I recently held a Winter Olympic Senior Games event at Trillium Woods Senior Living Community in Minnesota. Over 65 residents ages 65 to 94 participated in a variety of events, such as chair volleyball, water volleyball, trivia, Wii skiing, shooting hockey pucks, competing at ping pong and billiards and building a snowman. One of my favorite parts about most of these events was that most of them didn’t require instruction or coaching from me in regards to proper techniques.
However, shooting a hockey puck was much different. Only a select few had ever picked up a hockey stick in their lifetime. Little did I know upon arranging the activities that I was setting myself up to teach seniors how to shoot a hockey puck into a net. (And not just a regular net, but into a net with a goalie tarp attached for accuracy!)
The first practice was alarming, I think for both residents and myself. I first explained and demonstrated the proper way to hold the stick, how to draw the puck back while always keeping the blade on the floor until the release, and following through to release the shot. Easy for me, I have been doing it since age 4 and can do this better than anything. Many who chose to give this a shot were golfers, so it shouldn’t have surprised me when they picked up the stick. Their full swing included picking up the stick (holding at the top, not like I had demonstrated), winding up (taking the blade off the floor, not like I had demonstrated) and then failing with follow through to get the puck where they wanted it to go. They wondered why the puck responded the way it did and assumed that the way to fix their technique was simply by getting closer to the net.
So, with each resident I assisted getting them in proper position and instructed in detail each part of how to hold the stick, and how to draw the puck back and release the shot. Each resident was a little different, in how or what I had to explain. Believe it or not, while some needed more practice, everyone improved! Once they had the swing down, we moved on to teaching them how to lift the puck. Slightly more difficult, however a select few were able to grasp this concept in the short four weeks we had to practice.

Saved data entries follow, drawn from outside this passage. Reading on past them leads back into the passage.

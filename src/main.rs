//! Court Rotation Demo
//!
//! Runs a few rounds over a roster and replays them with the same seed to
//! check that round building is deterministic.
//!
//! Set `ROTATION_STORE_PATH` to use a JSON roster file instead of the
//! built-in demo roster.

use anyhow::{bail, Context, Result};
use tracing::{info, warn};
use tracing_subscriber::{EnvFilter, FmtSubscriber};

use court_rotation::{
    VERSION, DeterministicRng, Gender, Player, PlayerId,
    core::hash::StateHash,
    session::{CourtSession, InMemoryPlayerStore, JsonFilePlayerStore, PlayerStore, SessionConfig},
};

/// Rounds played by the demo.
const DEMO_ROUNDS: u32 = 4;

const DEMO_NAMES: [&str; 18] = [
    "Aiko", "Ben", "Carla", "Dev", "Elif", "Farid", "Grace", "Hugo", "Ines",
    "Jonas", "Kemi", "Luca", "Mina", "Noor", "Oscar", "Priya", "Quinn", "Rafa",
];

fn main() -> Result<()> {
    // Initialize logging
    let subscriber = FmtSubscriber::builder()
        .with_env_filter(
            EnvFilter::try_from_default_env().unwrap_or_else(|_| EnvFilter::new("info")),
        )
        .finish();
    tracing::subscriber::set_global_default(subscriber)
        .context("failed to set tracing subscriber")?;

    info!("Court Rotation v{}", VERSION);

    let mut config = SessionConfig::from_env();
    info!(
        "Courts: {} ({} on court), skill band: {}",
        config.rotation.courts,
        config.rotation.max_playing(),
        config.rotation.skill_band
    );

    match config.store_path.clone() {
        Some(path) => {
            let store = JsonFilePlayerStore::open(&path)
                .with_context(|| format!("failed to open roster {}", path.display()))?;
            info!("Roster file: {}", store.path().display());
            run_session(store, &config)?;
        }
        None => {
            // Fix the seed so the replay below can reproduce it
            let seed = *config.seed.get_or_insert_with(rand::random);
            let first = run_session(InMemoryPlayerStore::with_players(demo_roster(seed)), &config)?;

            info!("=== Verifying Determinism ===");
            let replay = run_session(InMemoryPlayerStore::with_players(demo_roster(seed)), &config)?;

            if first == replay {
                info!("Determinism verified: all {} round hashes match", first.len());
            } else {
                bail!("replay diverged with seed {seed}");
            }
        }
    }

    Ok(())
}

/// Demo roster: skills 1 to 6, one player checked out.
fn demo_roster(seed: u64) -> Vec<Player> {
    let mut rng = DeterministicRng::new(seed);
    let mut names: Vec<&str> = DEMO_NAMES.to_vec();
    rng.shuffle(&mut names);

    names
        .into_iter()
        .enumerate()
        .map(|(i, name)| {
            let gender = if i % 2 == 0 { Gender::Female } else { Gender::Male };
            let mut player = Player::new(PlayerId::new([i as u8 + 1; 16]), name, gender, (i as u32 % 6) + 1);
            player.is_present = i < 16 || i % 2 == 0;
            player
        })
        .collect()
}

/// Play `DEMO_ROUNDS` rounds. Returns each round's hash.
fn run_session<S: PlayerStore>(store: S, config: &SessionConfig) -> Result<Vec<StateHash>> {
    let mut session = CourtSession::new(store, config)?;
    info!(
        "Seed: {} | present: {} | absent: {}",
        session.seed(),
        session.present().len(),
        session.absent().len()
    );

    let mut hashes = Vec::new();
    for _ in 0..DEMO_ROUNDS {
        let report = if session.round() == 0 {
            session.start()?
        } else {
            session.advance()?
        };
        if !report.is_clean() {
            warn!("Round {} counters not fully persisted", report.round.number);
        }

        info!("=== Round {} ===", report.round.number);
        for m in &report.round.matches {
            info!(
                "Court {}: {} + {} ({:.1}) vs {} + {} ({:.1})",
                m.court,
                m.team1[0].name, m.team1[1].name, m.avg1,
                m.team2[0].name, m.team2[1].name, m.avg2,
            );
        }
        let benched: Vec<&str> = report.round.benched.iter().map(|p| p.name.as_str()).collect();
        info!("Benched: {}", if benched.is_empty() { "-".to_string() } else { benched.join(", ") });

        let hash = report.round.compute_hash();
        info!("Round Hash: {}", hex::encode(hash));
        hashes.push(hash);
    }

    info!(
        "History Hash: {}",
        hex::encode(session.orchestrator().teammate_history().compute_hash())
    );
    session.end();

    Ok(hashes)
}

Many would never think that at age 94 I am going to learn how to shoot a hockey puck, but that is what is so great about our brain and body. We can challenge ourselves in many ways allowing our brains to make new connections, and our bodies will adapt to different environments we place ourselves in. We are all able to learn a new skill, task, or sport at any age in life; much of your success is based on your mindset and effort given on a task. Take a look at this article on older adults and their ability to catch on and learn something new. Age is no excuse to remain complacent. What type new of activity, game, or task will you teach your residents? From my experience, I think both residents and instructors will enjoy the experience. Plus, these type of activities could improve your senior living fitness program! What new skill can you challenge your residents to learn?